■ ACTIVITY: Which of the lines below contain the string "SeqCst"? Pull each one out of the data.

■ Records excerpted from a collection:
- - -

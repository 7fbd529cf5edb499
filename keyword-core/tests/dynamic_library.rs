use std::sync::atomic::{AtomicUsize, Ordering};

use keyword_core::{
    ArgumentSpec, DynamicCore, Error, INIT, INTRO, KeywordError, KeywordLibrary, Library,
    LibraryType, Map, Namespace, Provider, keyword,
};
use serde_json::{Value, json};

mod elements {
    use keyword_core::keyword;
    use serde_json::{Map, Value, json};

    pub const MODULE: &str = module_path!();

    #[derive(Debug, thiserror::Error)]
    #[error("element `{0}` not found")]
    pub struct ElementNotFound(pub String);

    #[keyword("Click Element", tags = ["interaction"])]
    /// Clicks the element identified by `locator`.
    pub fn click_element(locator: String) -> String {
        format!("clicked {locator}")
    }

    #[keyword]
    /// Types text into an input.
    ///
    /// Clears the field first when `clear` is set.
    pub fn input_text(locator: String, text: String, #[arg(default = false)] clear: bool) -> String {
        if clear {
            format!("{locator} <- {text} (cleared)")
        } else {
            format!("{locator} <- {text}")
        }
    }

    #[keyword]
    pub fn log_many(#[arg(varargs)] messages: Vec<String>) -> usize {
        messages.len()
    }

    #[keyword]
    pub fn create_webdriver(
        driver: String,
        #[arg(default = "default".to_owned())] alias: String,
        #[arg(kwargs)] options: Map<String, Value>,
    ) -> Value {
        json!({ "driver": driver, "alias": alias, "options": options })
    }

    #[keyword]
    pub fn wait_until_visible(locator: String) -> Result<(), ElementNotFound> {
        Err(ElementNotFound(locator))
    }

    #[keyword]
    pub fn title() -> anyhow::Result<String> {
        Ok("Home".to_owned())
    }

    #[keyword]
    pub fn fail_hard() -> anyhow::Result<()> {
        anyhow::bail!("driver crashed")
    }

    #[keyword]
    #[doc = concat!("Reads the page ", "source.")]
    /// Returns raw HTML.
    pub fn page_source() -> String {
        "<html></html>".to_owned()
    }

    #[allow(dead_code)]
    pub fn not_a_keyword() {}
}

#[derive(Default)]
struct Browser {
    opened: AtomicUsize,
}

impl Browser {
    #[keyword("Open Browser", tags = ["browser", "setup"])]
    /// Opens a browser at `url`.
    fn open_browser(&self, url: String, #[arg(default = "chrome".to_owned())] browser: String) -> String {
        self.opened.fetch_add(1, Ordering::SeqCst);
        format!("{browser}: {url}")
    }

    #[keyword]
    fn opened_count(&self) -> usize {
        self.opened.load(Ordering::SeqCst)
    }

    #[keyword("Click Element")]
    fn click(&self, locator: String) -> String {
        format!("browser clicked {locator}")
    }
}

impl Library for Browser {
    fn library_type() -> LibraryType<Self> {
        LibraryType::new()
            .with_doc("Browser keywords.")
            .with_init(
                ArgumentSpec::builder()
                    .arg_with_default("timeout", 5)
                    .build()
                    .unwrap(),
                "Creates the library.",
            )
            .method(Self::__keyword_open_browser())
            .method(Self::__keyword_opened_count())
            .method(Self::__keyword_click())
    }
}

fn init_tracing() {
    let _ = tracing_subscriber::fmt()
        .with_env_filter("keyword_registry=debug")
        .with_test_writer()
        .try_init();
}

fn core() -> DynamicCore<Browser> {
    init_tracing();
    DynamicCore::new(
        Browser::default(),
        [Provider::namespace(Namespace::from_module(elements::MODULE))],
    )
    .unwrap()
}

fn run(core: &DynamicCore<Browser>, name: &str, args: Vec<Value>) -> keyword_core::Result<Value> {
    core.run_keyword(name, args, Map::new())
}

#[test]
fn keyword_names_cover_functions_and_methods() {
    assert_eq!(
        core().keyword_names(),
        [
            "Click Element",
            "Open Browser",
            "create_webdriver",
            "fail_hard",
            "input_text",
            "log_many",
            "opened_count",
            "page_source",
            "title",
            "wait_until_visible",
        ]
    );
}

#[test]
fn owner_methods_override_provider_functions() {
    let core = core();
    assert_eq!(
        run(&core, "Click Element", vec![json!("#submit")]).unwrap(),
        json!("browser clicked #submit")
    );
    assert!(core.resolve("Click Element").unwrap().provider().ends_with("Browser"));
    assert!(core.resolve("click_element").is_none());
}

#[test]
fn methods_share_owner_state() {
    let core = core();
    run(&core, "Open Browser", vec![json!("https://example.com")]).unwrap();
    assert_eq!(
        run(&core, "Open Browser", vec![json!("https://example.com"), json!("firefox")]).unwrap(),
        json!("firefox: https://example.com")
    );
    assert_eq!(run(&core, "opened_count", Vec::new()).unwrap(), json!(2));
    assert_eq!(core.owner().opened.load(Ordering::SeqCst), 2);
}

#[test]
fn argument_descriptors_follow_rust_signatures() {
    let core = core();
    assert_eq!(
        core.keyword_arguments("Open Browser").unwrap(),
        ["url", "browser=chrome"]
    );
    assert_eq!(
        core.keyword_arguments("input_text").unwrap(),
        ["locator", "text", "clear=false"]
    );
    assert_eq!(core.keyword_arguments("log_many").unwrap(), ["*messages"]);
    assert_eq!(
        core.keyword_arguments("create_webdriver").unwrap(),
        ["driver", "alias=default", "**options"]
    );
    assert!(core.keyword_arguments("title").unwrap().is_empty());
    assert_eq!(core.keyword_arguments(INIT).unwrap(), ["timeout=5"]);
}

#[test]
fn named_and_variadic_arguments_bind() {
    let core = core();
    assert_eq!(
        run(&core, "log_many", vec![json!("a"), json!("b"), json!("c")]).unwrap(),
        json!(3)
    );

    let mut kwargs = Map::new();
    kwargs.insert("alias".into(), json!("main"));
    kwargs.insert("headless".into(), json!(true));
    let created = core
        .run_keyword("create_webdriver", vec![json!("firefox")], kwargs)
        .unwrap();
    assert_eq!(
        created,
        json!({ "driver": "firefox", "alias": "main", "options": { "headless": true } })
    );

    let mut kwargs = Map::new();
    kwargs.insert("clear".into(), json!(true));
    assert_eq!(
        core.run_keyword("input_text", vec![json!("#q"), json!("rust")], kwargs)
            .unwrap(),
        json!("#q <- rust (cleared)")
    );
}

#[test]
fn binding_failures_are_reported_as_keyword_errors() {
    let core = core();

    let err = run(&core, "input_text", vec![json!("#q")]).unwrap_err();
    assert_eq!(err.to_string(), "input_text() missing required argument `text`");

    let err = run(&core, "title", vec![json!(1)]).unwrap_err();
    assert!(matches!(
        err,
        Error::Keyword(KeywordError::TooManyArguments { expected: 0, given: 1, .. })
    ));

    let err = run(&core, "input_text", vec![json!("#q"), json!("x"), json!("yes")]).unwrap_err();
    assert!(matches!(
        err,
        Error::Keyword(KeywordError::InvalidArgument { ref name, .. }) if name == "clear"
    ));

    let mut kwargs = Map::new();
    kwargs.insert("locator".into(), json!("#other"));
    let err = core
        .run_keyword("Open Browser", vec![json!("https://example.com")], kwargs)
        .unwrap_err();
    assert!(matches!(
        err,
        Error::Keyword(KeywordError::UnexpectedArgument { ref name, .. }) if name == "locator"
    ));
}

#[test]
fn fallible_keywords_surface_their_own_errors() {
    let core = core();
    assert_eq!(run(&core, "title", Vec::new()).unwrap(), json!("Home"));

    let err = run(&core, "wait_until_visible", vec![json!("#spinner")]).unwrap_err();
    let Error::Keyword(inner) = &err else {
        panic!("expected keyword failure, got {err:?}");
    };
    let cause = inner.downcast_ref::<elements::ElementNotFound>().unwrap();
    assert_eq!(cause.0, "#spinner");

    let err = run(&core, "fail_hard", Vec::new()).unwrap_err();
    assert_eq!(err.to_string(), "driver crashed");
}

#[test]
fn documentation_lists_tags_until_host_queries_them() {
    let core = core();
    assert_eq!(core.keyword_documentation(INTRO).unwrap(), "Browser keywords.");
    assert_eq!(core.keyword_documentation(INIT).unwrap(), "Creates the library.");
    assert_eq!(
        core.keyword_documentation("input_text").unwrap(),
        "Types text into an input.\n\nClears the field first when `clear` is set."
    );
    assert_eq!(
        core.keyword_documentation("Open Browser").unwrap(),
        "Opens a browser at `url`.\n\nTags: browser, setup"
    );
    assert_eq!(core.keyword_documentation("log_many").unwrap(), "");
    assert_eq!(
        core.keyword_documentation("page_source").unwrap(),
        "Reads the page source.\nReturns raw HTML."
    );

    assert_eq!(core.keyword_tags("Open Browser").unwrap(), ["browser", "setup"]);
    assert_eq!(
        core.keyword_documentation("Open Browser").unwrap(),
        "Opens a browser at `url`."
    );
}

#[test]
fn unknown_names_fail_like_missing_attributes() {
    let core = core();
    let err = run(&core, "Close Browser", Vec::new()).unwrap_err();
    assert!(err.to_string().ends_with("has no attribute `Close Browser`"));
    assert!(core.keyword_tags("Close Browser").is_err());
}

#[test]
fn hosts_drive_the_core_through_the_trait() {
    let host: Box<dyn KeywordLibrary> = Box::new(core());
    assert_eq!(host.keyword_names().len(), 10);
    assert_eq!(
        host.run_keyword("Open Browser", vec![json!("about:blank")], Map::new())
            .unwrap(),
        json!("chrome: about:blank")
    );
    assert_eq!(host.keyword_tags("Click Element").unwrap(), Vec::<String>::new());
}

#[test]
fn describe_serialises_every_keyword() {
    let info = core().describe();
    let open = info.iter().find(|k| k.name == "Open Browser").unwrap();
    assert_eq!(open.tags, ["browser", "setup"]);
    assert_eq!(open.arguments, ["url", "browser=chrome"]);

    let json = serde_json::to_value(&info).unwrap();
    assert_eq!(json.as_array().unwrap().len(), 10);
    assert_eq!(json[0]["name"], "Click Element");
}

- - -

■ REPLY TO THE TASK:
        self.opened.fetch_add(1, Ordering::SeqCst);
        self.opened.load(Ordering::SeqCst)
    assert_eq!(core.owner().opened.load(Ordering::SeqCst), 2);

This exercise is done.